What to work on -> The answer should be every line below, retyped exactly.

Saved data entries:
===============

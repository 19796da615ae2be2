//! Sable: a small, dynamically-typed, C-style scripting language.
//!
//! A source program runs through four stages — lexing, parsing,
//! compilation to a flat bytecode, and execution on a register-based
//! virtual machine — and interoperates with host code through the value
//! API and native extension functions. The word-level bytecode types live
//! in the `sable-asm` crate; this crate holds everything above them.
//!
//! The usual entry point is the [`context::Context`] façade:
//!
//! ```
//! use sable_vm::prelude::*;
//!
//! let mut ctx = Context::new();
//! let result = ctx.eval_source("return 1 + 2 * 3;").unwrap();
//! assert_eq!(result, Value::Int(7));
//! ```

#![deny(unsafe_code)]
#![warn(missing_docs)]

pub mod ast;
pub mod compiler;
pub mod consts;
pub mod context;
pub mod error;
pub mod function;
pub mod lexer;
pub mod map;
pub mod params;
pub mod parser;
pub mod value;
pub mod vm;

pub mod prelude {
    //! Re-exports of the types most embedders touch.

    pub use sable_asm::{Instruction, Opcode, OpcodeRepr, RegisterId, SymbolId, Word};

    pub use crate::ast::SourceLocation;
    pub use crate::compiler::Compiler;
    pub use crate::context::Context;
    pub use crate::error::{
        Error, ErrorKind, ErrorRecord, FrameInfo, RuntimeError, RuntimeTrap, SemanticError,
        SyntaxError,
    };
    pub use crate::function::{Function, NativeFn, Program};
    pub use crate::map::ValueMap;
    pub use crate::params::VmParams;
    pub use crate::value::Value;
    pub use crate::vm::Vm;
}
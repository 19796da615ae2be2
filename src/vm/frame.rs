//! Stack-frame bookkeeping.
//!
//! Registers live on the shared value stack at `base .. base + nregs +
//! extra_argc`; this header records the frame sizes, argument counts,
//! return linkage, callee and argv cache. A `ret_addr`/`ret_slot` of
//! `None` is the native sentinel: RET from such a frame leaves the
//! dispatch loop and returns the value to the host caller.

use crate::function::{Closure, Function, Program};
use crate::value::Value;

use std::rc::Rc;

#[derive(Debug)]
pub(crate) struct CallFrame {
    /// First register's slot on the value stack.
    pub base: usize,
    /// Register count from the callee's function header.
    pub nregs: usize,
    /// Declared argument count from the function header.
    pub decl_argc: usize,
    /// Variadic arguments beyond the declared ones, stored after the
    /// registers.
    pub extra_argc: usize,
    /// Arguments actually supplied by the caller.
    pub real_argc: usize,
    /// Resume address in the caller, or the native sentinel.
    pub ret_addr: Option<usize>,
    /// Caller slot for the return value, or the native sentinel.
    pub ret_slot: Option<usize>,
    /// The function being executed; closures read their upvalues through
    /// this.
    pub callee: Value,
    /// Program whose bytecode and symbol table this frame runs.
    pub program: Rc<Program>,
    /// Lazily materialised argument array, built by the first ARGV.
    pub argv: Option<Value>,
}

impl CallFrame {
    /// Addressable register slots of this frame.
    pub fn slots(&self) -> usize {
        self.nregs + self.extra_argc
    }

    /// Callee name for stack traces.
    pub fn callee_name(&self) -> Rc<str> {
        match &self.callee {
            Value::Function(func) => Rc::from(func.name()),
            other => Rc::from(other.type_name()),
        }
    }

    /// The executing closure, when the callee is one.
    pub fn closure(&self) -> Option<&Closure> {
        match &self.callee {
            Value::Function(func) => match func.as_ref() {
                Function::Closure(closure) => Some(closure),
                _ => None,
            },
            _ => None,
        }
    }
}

===============

Worked solution ->
repository 19796da615ae2be2
//! Sable: a small, dynamically-typed, C-style scripting language.
//!
//! A source program runs through four stages — lexing, parsing,
//! compilation to a flat bytecode, and execution on a register-based
//! virtual machine — and interoperates with host code through the value
//! API and native extension functions. The word-level bytecode types live
//! in the `sable-asm` crate; this crate holds everything above them.
//!
//! The usual entry point is the [`context::Context`] façade:
//!
//! ```
//! use sable_vm::prelude::*;
//!
//! let mut ctx = Context::new();
//! let result = ctx.eval_source("return 1 + 2 * 3;").unwrap();
//! assert_eq!(result, Value::Int(7));
//! ```

#![deny(unsafe_code)]
#![warn(missing_docs)]

pub mod ast;
pub mod compiler;
pub mod consts;
pub mod context;
pub mod error;
pub mod function;
pub mod lexer;
pub mod map;
pub mod params;
pub mod parser;
pub mod value;
pub mod vm;

pub mod prelude {
    //! Re-exports of the types most embedders touch.

    pub use sable_asm::{Instruction, Opcode, OpcodeRepr, RegisterId, SymbolId, Word};

    pub use crate::ast::SourceLocation;
    pub use crate::compiler::Compiler;
    pub use crate::context::Context;
    pub use crate::error::{
        Error, ErrorKind, ErrorRecord, FrameInfo, RuntimeError, RuntimeTrap, SemanticError,
        SyntaxError,
    };
    pub use crate::function::{Function, NativeFn, Program};
    pub use crate::map::ValueMap;
    pub use crate::params::VmParams;
    pub use crate::value::Value;
    pub use crate::vm::Vm;
}
repository 19796da615ae2be2
filename src/vm/frame.rs
//! Stack-frame bookkeeping.
//!
//! Registers live on the shared value stack at `base .. base + nregs +
//! extra_argc`; this header records the frame sizes, argument counts,
//! return linkage, callee and argv cache. A `ret_addr`/`ret_slot` of
//! `None` is the native sentinel: RET from such a frame leaves the
//! dispatch loop and returns the value to the host caller.

use crate::function::{Closure, Function, Program};
use crate::value::Value;

use std::rc::Rc;

#[derive(Debug)]
pub(crate) struct CallFrame {
    /// First register's slot on the value stack.
    pub base: usize,
    /// Register count from the callee's function header.
    pub nregs: usize,
    /// Declared argument count from the function header.
    pub decl_argc: usize,
    /// Variadic arguments beyond the declared ones, stored after the
    /// registers.
    pub extra_argc: usize,
    /// Arguments actually supplied by the caller.
    pub real_argc: usize,
    /// Resume address in the caller, or the native sentinel.
    pub ret_addr: Option<usize>,
    /// Caller slot for the return value, or the native sentinel.
    pub ret_slot: Option<usize>,
    /// The function being executed; closures read their upvalues through
    /// this.
    pub callee: Value,
    /// Program whose bytecode and symbol table this frame runs.
    pub program: Rc<Program>,
    /// Lazily materialised argument array, built by the first ARGV.
    pub argv: Option<Value>,
}

impl CallFrame {
    /// Addressable register slots of this frame.
    pub fn slots(&self) -> usize {
        self.nregs + self.extra_argc
    }

    /// Callee name for stack traces.
    pub fn callee_name(&self) -> Rc<str> {
        match &self.callee {
            Value::Function(func) => Rc::from(func.name()),
            other => Rc::from(other.type_name()),
        }
    }

    /// The executing closure, when the callee is one.
    pub fn closure(&self) -> Option<&Closure> {
        match &self.callee {
            Value::Function(func) => match func.as_ref() {
                Function::Closure(closure) => Some(closure),
                _ => None,
            },
            _ => None,
        }
    }
}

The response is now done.